[Stored dataset items]
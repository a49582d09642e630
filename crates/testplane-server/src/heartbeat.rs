// Copyright (C) 2025 SyncMyOrders Sp. z o.o.
// SPDX-License-Identifier: AGPL-3.0-or-later
//! Endpoint heartbeat monitor.
//!
//! Every cycle the monitor probes each registered endpoint with a
//! `get_keyword_names` call through its proxy slot. A successful probe
//! moves Offline -> Online, a failed one (no slot, timeout, disconnect,
//! remote fault) moves Online -> Offline. Forbidden and Unauthorized rows
//! are never touched; per-endpoint errors are swallowed so one broken
//! endpoint cannot stall the sweep.

use std::sync::Arc;
use std::time::Duration;

use tokio::sync::Notify;
use tracing::{debug, error, info};
use uuid::Uuid;

use testplane_core::{EndpointStatus, Store};
use testplane_proxy::{ProxyRegistry, proxy_path};

/// Configuration for the heartbeat monitor.
#[derive(Debug, Clone)]
pub struct HeartbeatConfig {
    /// How often to sweep all endpoints.
    pub poll_interval: Duration,
    /// Budget of one RPC probe.
    pub probe_timeout: Duration,
}

impl Default for HeartbeatConfig {
    fn default() -> Self {
        Self {
            poll_interval: Duration::from_secs(30),
            probe_timeout: Duration::from_secs(5),
        }
    }
}

/// Background worker toggling endpoint Online/Offline status.
pub struct HeartbeatMonitor {
    store: Arc<dyn Store>,
    registry: Arc<ProxyRegistry>,
    config: HeartbeatConfig,
    shutdown: Arc<Notify>,
}

impl HeartbeatMonitor {
    /// Create a new heartbeat monitor.
    pub fn new(
        store: Arc<dyn Store>,
        registry: Arc<ProxyRegistry>,
        config: HeartbeatConfig,
    ) -> Self {
        Self {
            store,
            registry,
            config,
            shutdown: Arc::new(Notify::new()),
        }
    }

    /// Get a handle that can be used to signal shutdown.
    pub fn shutdown_handle(&self) -> Arc<Notify> {
        self.shutdown.clone()
    }

    /// Run the heartbeat loop until shutdown.
    pub async fn run(&self) {
        info!(
            poll_interval_secs = self.config.poll_interval.as_secs(),
            probe_timeout_secs = self.config.probe_timeout.as_secs(),
            "Heartbeat monitor started"
        );

        loop {
            tokio::select! {
                biased;

                _ = self.shutdown.notified() => {
                    info!("Heartbeat monitor received shutdown signal");
                    break;
                }

                _ = tokio::time::sleep(self.config.poll_interval) => {
                    self.sweep().await;
                }
            }
        }

        info!("Heartbeat monitor stopped");
    }

    /// Probe every endpoint once.
    pub async fn sweep(&self) {
        let endpoints = match self.store.list_endpoints().await {
            Ok(endpoints) => endpoints,
            Err(e) => {
                error!(error = %e, "failed to list endpoints for heartbeat sweep");
                return;
            }
        };
        for endpoint in endpoints {
            // Authorization states are admin territory, not liveness.
            if matches!(
                endpoint.status,
                EndpointStatus::Forbidden | EndpointStatus::Unauthorized
            ) {
                continue;
            }
            if let Err(e) = probe_endpoint(
                &self.store,
                &self.registry,
                endpoint.uid,
                self.config.probe_timeout,
            )
            .await
            {
                error!(endpoint = %endpoint.uid, error = %e, "heartbeat probe errored");
            }
        }
    }
}

/// Probe one endpoint and persist an Online/Offline transition if its
/// status changed. Returns whether the endpoint answered.
pub async fn probe_endpoint(
    store: &Arc<dyn Store>,
    registry: &Arc<ProxyRegistry>,
    uid: Uuid,
    timeout: Duration,
) -> testplane_core::Result<bool> {
    let path = proxy_path(&uid.to_string(), "");
    let alive = match registry.get(&path) {
        None => {
            debug!(endpoint = %uid, "no proxy slot registered");
            false
        }
        Some(slot) => {
            match slot
                .call("get_keyword_names", serde_json::json!([]), timeout)
                .await
            {
                Ok(_) => true,
                Err(e) => {
                    debug!(endpoint = %uid, error = %e, "probe call failed");
                    false
                }
            }
        }
    };

    if alive {
        if store
            .set_endpoint_status_if(uid, EndpointStatus::Offline, EndpointStatus::Online)
            .await?
        {
            info!(endpoint = %uid, "endpoint is back online");
        }
    } else if store
        .set_endpoint_status_if(uid, EndpointStatus::Online, EndpointStatus::Offline)
        .await?
    {
        error!(endpoint = %uid, "endpoint went offline");
    }
    Ok(alive)
}

#[cfg(test)]
mod tests {
    use super::*;
    use testplane_core::{EndpointRecord, MemoryStore};
    use testplane_proxy::{ProxySlot, RpcRequest, RpcResponse};
    use tokio::sync::mpsc;

    fn stores() -> (Arc<dyn Store>, Arc<ProxyRegistry>) {
        (
            Arc::new(MemoryStore::new()),
            Arc::new(ProxyRegistry::new()),
        )
    }

    async fn endpoint_with_status(store: &Arc<dyn Store>, status: EndpointStatus) -> Uuid {
        let mut endpoint = EndpointRecord::new(Uuid::new_v4(), "org-1", None);
        endpoint.status = status;
        store.insert_endpoint(&endpoint).await.unwrap();
        endpoint.uid
    }

    fn answering_slot(uid: Uuid) -> (Arc<ProxySlot>, tokio::task::JoinHandle<()>) {
        let (slot, mut rx): (_, mpsc::Receiver<RpcRequest>) =
            ProxySlot::channel(proxy_path(&uid.to_string(), ""));
        let responder = {
            let slot = slot.clone();
            tokio::spawn(async move {
                while let Some(request) = rx.recv().await {
                    slot.complete(RpcResponse::result(request.id, serde_json::json!([])));
                }
            })
        };
        (slot, responder)
    }

    #[tokio::test]
    async fn test_successful_probe_marks_online() {
        let (store, registry) = stores();
        let uid = endpoint_with_status(&store, EndpointStatus::Offline).await;
        let (slot, _responder) = answering_slot(uid);
        registry.register(slot);

        let alive = probe_endpoint(&store, &registry, uid, Duration::from_secs(1))
            .await
            .unwrap();
        assert!(alive);
        assert_eq!(
            store.endpoint(uid).await.unwrap().unwrap().status,
            EndpointStatus::Online
        );
    }

    #[tokio::test]
    async fn test_missing_slot_marks_offline() {
        let (store, registry) = stores();
        let uid = endpoint_with_status(&store, EndpointStatus::Online).await;

        let alive = probe_endpoint(&store, &registry, uid, Duration::from_secs(1))
            .await
            .unwrap();
        assert!(!alive);
        assert_eq!(
            store.endpoint(uid).await.unwrap().unwrap().status,
            EndpointStatus::Offline
        );
    }

    #[tokio::test]
    async fn test_dead_slot_marks_offline() {
        let (store, registry) = stores();
        let uid = endpoint_with_status(&store, EndpointStatus::Online).await;
        let (slot, rx) = ProxySlot::channel(proxy_path(&uid.to_string(), ""));
        drop(rx); // connection torn down
        registry.register(slot);

        let alive = probe_endpoint(&store, &registry, uid, Duration::from_secs(1))
            .await
            .unwrap();
        assert!(!alive);
        assert_eq!(
            store.endpoint(uid).await.unwrap().unwrap().status,
            EndpointStatus::Offline
        );
    }

    #[tokio::test]
    async fn test_sweep_never_touches_forbidden_or_unauthorized() {
        let (store, registry) = stores();
        let forbidden = endpoint_with_status(&store, EndpointStatus::Forbidden).await;
        let unauthorized = endpoint_with_status(&store, EndpointStatus::Unauthorized).await;

        let monitor = HeartbeatMonitor::new(
            store.clone(),
            registry,
            HeartbeatConfig {
                poll_interval: Duration::from_secs(30),
                probe_timeout: Duration::from_millis(50),
            },
        );
        monitor.sweep().await;

        assert_eq!(
            store.endpoint(forbidden).await.unwrap().unwrap().status,
            EndpointStatus::Forbidden
        );
        assert_eq!(
            store.endpoint(unauthorized).await.unwrap().unwrap().status,
            EndpointStatus::Unauthorized
        );
    }

    #[tokio::test]
    async fn test_online_stays_online_without_a_write() {
        let (store, registry) = stores();
        let uid = endpoint_with_status(&store, EndpointStatus::Online).await;
        let (slot, _responder) = answering_slot(uid);
        registry.register(slot);

        let alive = probe_endpoint(&store, &registry, uid, Duration::from_secs(1))
            .await
            .unwrap();
        assert!(alive);
        assert_eq!(
            store.endpoint(uid).await.unwrap().unwrap().status,
            EndpointStatus::Online
        );
    }
}
// Copyright (C) 2025 SyncMyOrders Sp. z o.o.
// SPDX-License-Identifier: AGPL-3.0-or-later
//! Testplane Proxy - RPC Reverse-Proxy Layer
//!
//! An endpoint keeps two websockets open against the server: a control
//! channel carrying bidirectional JSON-RPC (server as caller) and a
//! push-only message channel streaming live output. This crate provides the
//! pieces the server composes around those sockets:
//!
//! - [`protocol`]: the wire frames for both channels and the keyword result
//!   object,
//! - [`slot`]: per-connection proxy slots with pending-call tables, and the
//!   registry keyed by `uid[/backing_file]`,
//! - [`xmlrpc`]: the minimal XML-RPC codec the local facade speaks,
//! - [`facade`]: the local XML-RPC server (port 8270) that forwards each
//!   call from a test-runner child process through the matching slot.
//!
//! ```text
//! test runner ──XML-RPC──► facade ──slot.call()──► control channel ──► endpoint
//!                 (8270)              pending table        (ws /rpc)
//! ```

/// Local XML-RPC facade server.
pub mod facade;

/// Wire frames for the control and message channels.
pub mod protocol;

/// Proxy slots and the slot registry.
pub mod slot;

/// XML-RPC codec.
pub mod xmlrpc;

pub use protocol::{
    Handshake, KEYWORD_METHODS, KeywordResult, KeywordStatus, REPLY_FORBIDDEN, REPLY_OK,
    REPLY_UNAUTHORIZED, RpcErrorObject, RpcRequest, RpcResponse, StreamFrame, proxy_path,
};
pub use slot::{ProxyError, ProxyRegistry, ProxySlot};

• YOUR INSTRUCTIONS:
Within the data, how many lines hold "HeartbeatMonitor"? Respond with only the number.

• ANSWER FOR THE TASK:
3